BEGIN
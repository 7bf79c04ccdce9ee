//! Abstraction over `regex` and `regex-lite` depending on whether we have `unicode` crate feature
//! enabled.

use cfg_if::cfg_if;

cfg_if! {
    if #[cfg(feature = "unicode")] {
        pub(crate) use regex::{escape, Captures, Regex};
    } else {
        pub(crate) use regex_lite::{escape, Captures, Regex};
    }
}

/// Regex flags to allow '.' in regex to match '\n'
///
/// See the docs under: https://docs.rs/regex/1/regex/#grouping-and-flags
pub(crate) const REGEX_FLAGS: &str = "(?s-m)";

/// Compiles `body` as an expression that must match the whole input.
///
/// Engine errors are flattened to their message since the two engines do not share an error type.
pub(crate) fn anchored(body: &str) -> Result<Regex, String> {
    Regex::new(&format!("{}^(?:{})$", REGEX_FLAGS, body)).map_err(|err| err.to_string())
}

/// Returns the number of capture groups opened by `expr`, not counting the implicit whole-match
/// group.
pub(crate) fn group_count(expr: &str) -> Result<usize, String> {
    Regex::new(expr)
        .map(|re| re.captures_len() - 1)
        .map_err(|err| err.to_string())
}
//! The per-login session aggregate.
//!
//! One [`SessionContext`] is instantiated per login call and threaded
//! explicitly through every operation, never process-wide state, so
//! concurrent logins in one process cannot interfere. All durable
//! real-time state (tokens, sequence cursor, request counter, correlation
//! table) lives here so a reconnect can resume without re-bootstrapping.

use std::collections::HashMap;
use std::sync::Arc;
use std::sync::atomic::{AtomicU64, Ordering};
use std::time::{Duration, Instant};

use msgr_protocol::SessionOptions;
use msgr_runtime::CookieJar;
use parking_lot::{Mutex, RwLock};
use serde_json::Value;
use tokio::sync::oneshot;
use tracing::debug;

use crate::error::{Error, Result};

/// Derives the lightweight checksum token from the anti-forgery token:
/// a counter seeded at 2 plus the code of every character, rendered as a
/// decimal string. Some legacy endpoints require it alongside the token.
pub fn derive_checksum(token: &str) -> String {
    let mut sum: u64 = 2;
    for c in token.chars() {
        sum += c as u64;
    }
    sum.to_string()
}

/// The anti-forgery token and its derived checksum. Always read and
/// replaced as a pair; one is never valid without the other matching.
#[derive(Debug, Clone, Default, PartialEq, Eq)]
pub struct TokenPair {
    pub anti_forgery: String,
    pub checksum: String,
}

impl TokenPair {
    fn derive(anti_forgery: &str) -> Self {
        Self {
            anti_forgery: anti_forgery.to_string(),
            checksum: derive_checksum(anti_forgery),
        }
    }
}

/// Resume point for real-time delivery, updated from every delta batch.
#[derive(Debug, Clone, Default, PartialEq, Eq)]
pub struct SequenceCursor {
    pub seq_id: Option<String>,
    pub sync_token: Option<String>,
}

/// One entry in the correlation table.
struct PendingRequest {
    issued_at: Instant,
    deadline: Instant,
    tx: oneshot::Sender<Result<Value>>,
}

/// Everything the context builder derived from the bootstrap page.
pub struct ContextSeed {
    pub user_id: String,
    pub device_id: String,
    pub app_id: String,
    pub version_id: String,
    pub realtime_endpoint: String,
    pub anti_forgery_token: String,
    pub jar: Arc<CookieJar>,
    pub options: SessionOptions,
}

/// Mutable aggregate owned by exactly one logical session.
pub struct SessionContext {
    user_id: String,
    device_id: String,
    app_id: String,
    version_id: String,
    realtime_endpoint: String,
    tokens: RwLock<TokenPair>,
    cursor: RwLock<SequenceCursor>,
    request_counter: AtomicU64,
    pending: Mutex<HashMap<u64, PendingRequest>>,
    cooldowns: Mutex<HashMap<String, Instant>>,
    jar: Arc<CookieJar>,
    options: SessionOptions,
}

impl SessionContext {
    pub fn new(seed: ContextSeed) -> Self {
        Self {
            user_id: seed.user_id,
            device_id: seed.device_id,
            app_id: seed.app_id,
            version_id: seed.version_id,
            realtime_endpoint: seed.realtime_endpoint,
            tokens: RwLock::new(TokenPair::derive(&seed.anti_forgery_token)),
            cursor: RwLock::new(SequenceCursor::default()),
            request_counter: AtomicU64::new(0),
            pending: Mutex::new(HashMap::new()),
            cooldowns: Mutex::new(HashMap::new()),
            jar: seed.jar,
            options: seed.options,
        }
    }

    pub fn user_id(&self) -> &str {
        &self.user_id
    }

    pub fn device_id(&self) -> &str {
        &self.device_id
    }

    pub fn app_id(&self) -> &str {
        &self.app_id
    }

    pub fn version_id(&self) -> &str {
        &self.version_id
    }

    pub fn realtime_endpoint(&self) -> &str {
        &self.realtime_endpoint
    }

    pub fn options(&self) -> &SessionOptions {
        &self.options
    }

    pub fn jar(&self) -> &Arc<CookieJar> {
        &self.jar
    }

    /// Current token pair, read atomically.
    pub fn tokens(&self) -> TokenPair {
        self.tokens.read().clone()
    }

    /// Replaces the anti-forgery token and its checksum together. This is
    /// the only way either one changes.
    pub fn set_tokens(&self, anti_forgery: &str) {
        *self.tokens.write() = TokenPair::derive(anti_forgery);
    }

    pub fn cursor(&self) -> SequenceCursor {
        self.cursor.read().clone()
    }

    /// Merges cursor parts from a delta batch; absent parts keep their
    /// previous value.
    pub fn advance_cursor(&self, seq_id: Option<String>, sync_token: Option<String>) {
        let mut cursor = self.cursor.write();
        if seq_id.is_some() {
            cursor.seq_id = seq_id;
        }
        if sync_token.is_some() {
            cursor.sync_token = sync_token;
        }
    }

    /// Next outbound request id. Strictly increasing, never reused for the
    /// lifetime of the context, including across reconnects.
    pub fn next_request_id(&self) -> u64 {
        self.request_counter.fetch_add(1, Ordering::SeqCst) + 1
    }

    /// Registers a pending entry and hands back the receiver the caller
    /// awaits on. The entry is consumed exactly once: by a matching
    /// response, an explicit eviction, or a bulk cancellation.
    pub fn register_pending(&self, id: u64, timeout: Duration) -> oneshot::Receiver<Result<Value>> {
        let (tx, rx) = oneshot::channel();
        let now = Instant::now();
        self.pending.lock().insert(
            id,
            PendingRequest {
                issued_at: now,
                deadline: now + timeout,
                tx,
            },
        );
        rx
    }

    /// Resolves and removes the entry for `id`. Returns false when no entry
    /// exists (already timed out, or an unsolicited push).
    pub fn complete_pending(&self, id: u64, result: Result<Value>) -> bool {
        let Some(entry) = self.pending.lock().remove(&id) else {
            return false;
        };
        debug!(id, elapsed_ms = entry.issued_at.elapsed().as_millis() as u64, "request correlated");
        let _ = entry.tx.send(result);
        true
    }

    /// Removes an entry without resolving it (the caller already gave up).
    pub fn evict_pending(&self, id: u64) -> bool {
        self.pending.lock().remove(&id).is_some()
    }

    /// Rejects and removes every entry whose deadline has passed.
    pub fn expire_pending(&self, now: Instant) -> usize {
        let expired: Vec<(u64, PendingRequest)> = {
            let mut pending = self.pending.lock();
            let ids: Vec<u64> = pending
                .iter()
                .filter(|(_, entry)| entry.deadline <= now)
                .map(|(id, _)| *id)
                .collect();
            ids.into_iter()
                .filter_map(|id| pending.remove(&id).map(|entry| (id, entry)))
                .collect()
        };
        let count = expired.len();
        for (id, entry) in expired {
            let _ = entry
                .tx
                .send(Err(Error::Timeout(format!("realtime request {id}"))));
        }
        count
    }

    /// Bulk cancellation on disconnect: every pending caller is rejected
    /// and the table is left empty.
    pub fn fail_all_pending(&self, reason: &str) -> usize {
        let drained: Vec<(u64, PendingRequest)> = self.pending.lock().drain().collect();
        let count = drained.len();
        for (_, entry) in drained {
            let _ = entry
                .tx
                .send(Err(Error::ConnectionClosed(reason.to_string())));
        }
        count
    }

    pub fn pending_len(&self) -> usize {
        self.pending.lock().len()
    }

    /// Records a provider-signaled cooldown for a request kind.
    pub fn note_cooldown(&self, queue: &str, duration: Duration) {
        self.cooldowns
            .lock()
            .insert(queue.to_string(), Instant::now() + duration);
    }

    /// Whether a cooldown is still in force for this request kind.
    pub fn cooldown_active(&self, queue: &str) -> bool {
        let mut cooldowns = self.cooldowns.lock();
        match cooldowns.get(queue) {
            Some(until) if *until > Instant::now() => true,
            Some(_) => {
                cooldowns.remove(queue);
                false
            }
            None => false,
        }
    }
}
//! Session facade tying the pieces together: cookie jar, HTTP transport,
//! bootstrapped context, real-time channel, operation registry, and the
//! periodic token refresh task.

use std::sync::Arc;

use msgr_protocol::{Event, SessionOptions};
use msgr_runtime::HttpTransport;
use serde_json::Value;
use tokio::sync::mpsc;
use tokio::task::JoinHandle;
use tracing::info;

use crate::bootstrap;
use crate::context::SessionContext;
use crate::error::Result;
use crate::login::{self, Credentials};
use crate::realtime::{Connector, RealtimeChannel, WsConnector};
use crate::refresh::{REFRESH_INTERVAL, TokenRefresher};
use crate::registry::{self, OperationRegistry};

/// A logged-in session.
///
/// Dropping the client stops the background refresh task; the real-time
/// channel is only active between [`Client::listen`] and
/// [`Client::stop_listening`].
pub struct Client {
    ctx: Arc<SessionContext>,
    http: Arc<HttpTransport>,
    channel: Arc<RealtimeChannel>,
    registry: Arc<OperationRegistry>,
    refresh_task: JoinHandle<()>,
}

impl Client {
    /// Establishes a session: credential ingestion, bootstrap scrape, and
    /// background token refresh. The real-time channel is created but not
    /// dialed until [`Client::listen`].
    pub async fn login(credentials: Credentials, options: SessionOptions) -> Result<Self> {
        let (jar, http) = login::establish(credentials, &options).await?;
        let ctx = Arc::new(bootstrap::bootstrap(&http, &jar, &options).await?);
        info!(user_id = ctx.user_id(), "session established");

        let http = Arc::new(http);
        let refresher = Arc::new(TokenRefresher::new(Arc::clone(&http)));
        let refresh_task = Arc::clone(&refresher).spawn_interval(&ctx, REFRESH_INTERVAL);

        let channel = RealtimeChannel::new(Arc::clone(&ctx));
        channel.set_refresher(Arc::clone(&refresher));
        let registry = Arc::new(OperationRegistry::new());
        registry::install_builtins(
            &registry,
            Arc::clone(&channel),
            refresher,
            Arc::clone(&ctx),
        );

        Ok(Self {
            ctx,
            http,
            channel,
            registry,
            refresh_task,
        })
    }

    pub fn user_id(&self) -> &str {
        self.ctx.user_id()
    }

    pub fn options(&self) -> &SessionOptions {
        self.ctx.options()
    }

    pub fn context(&self) -> &Arc<SessionContext> {
        &self.ctx
    }

    pub fn channel(&self) -> &Arc<RealtimeChannel> {
        &self.channel
    }

    pub fn registry(&self) -> &OperationRegistry {
        &self.registry
    }

    /// Serialized cookie state, re-ingestable through
    /// [`Credentials::AppState`] in a later process.
    pub fn app_state(&self) -> String {
        self.ctx.jar().serialize()
    }

    /// Dials the real-time endpoint and returns the inbound event stream.
    pub fn listen(&self) -> Result<mpsc::UnboundedReceiver<Result<Event>>> {
        let connector = WsConnector::new(
            self.ctx.realtime_endpoint(),
            Arc::clone(self.ctx.jar()),
            self.http.user_agent(),
        );
        self.channel.start(Arc::new(connector) as Arc<dyn Connector>)
    }

    /// Closes the real-time channel and rejects its in-flight calls.
    pub async fn stop_listening(&self) {
        self.channel.stop_listening().await;
    }

    /// Invokes a named operation from the registry.
    pub async fn invoke(&self, name: &str, params: Value) -> Result<Value> {
        self.registry.invoke(name, params).await
    }

    /// Ends the session locally: stops listening and clears the cookie
    /// jar, so the serialized app state of this client is empty afterwards.
    pub async fn logout(&self) {
        self.stop_listening().await;
        self.ctx.jar().clear();
        info!("logged out, cookie jar cleared");
    }
}

impl Drop for Client {
    fn drop(&mut self) {
        self.refresh_task.abort();
        self.channel.abort();
    }
}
END
→ **Task goal**:
Where does the string "only" appear in the records? Copy every line that holds it.

→ **Answer area**:
    /// the only way either one changes.
/// channel is only active between [`Client::listen`] and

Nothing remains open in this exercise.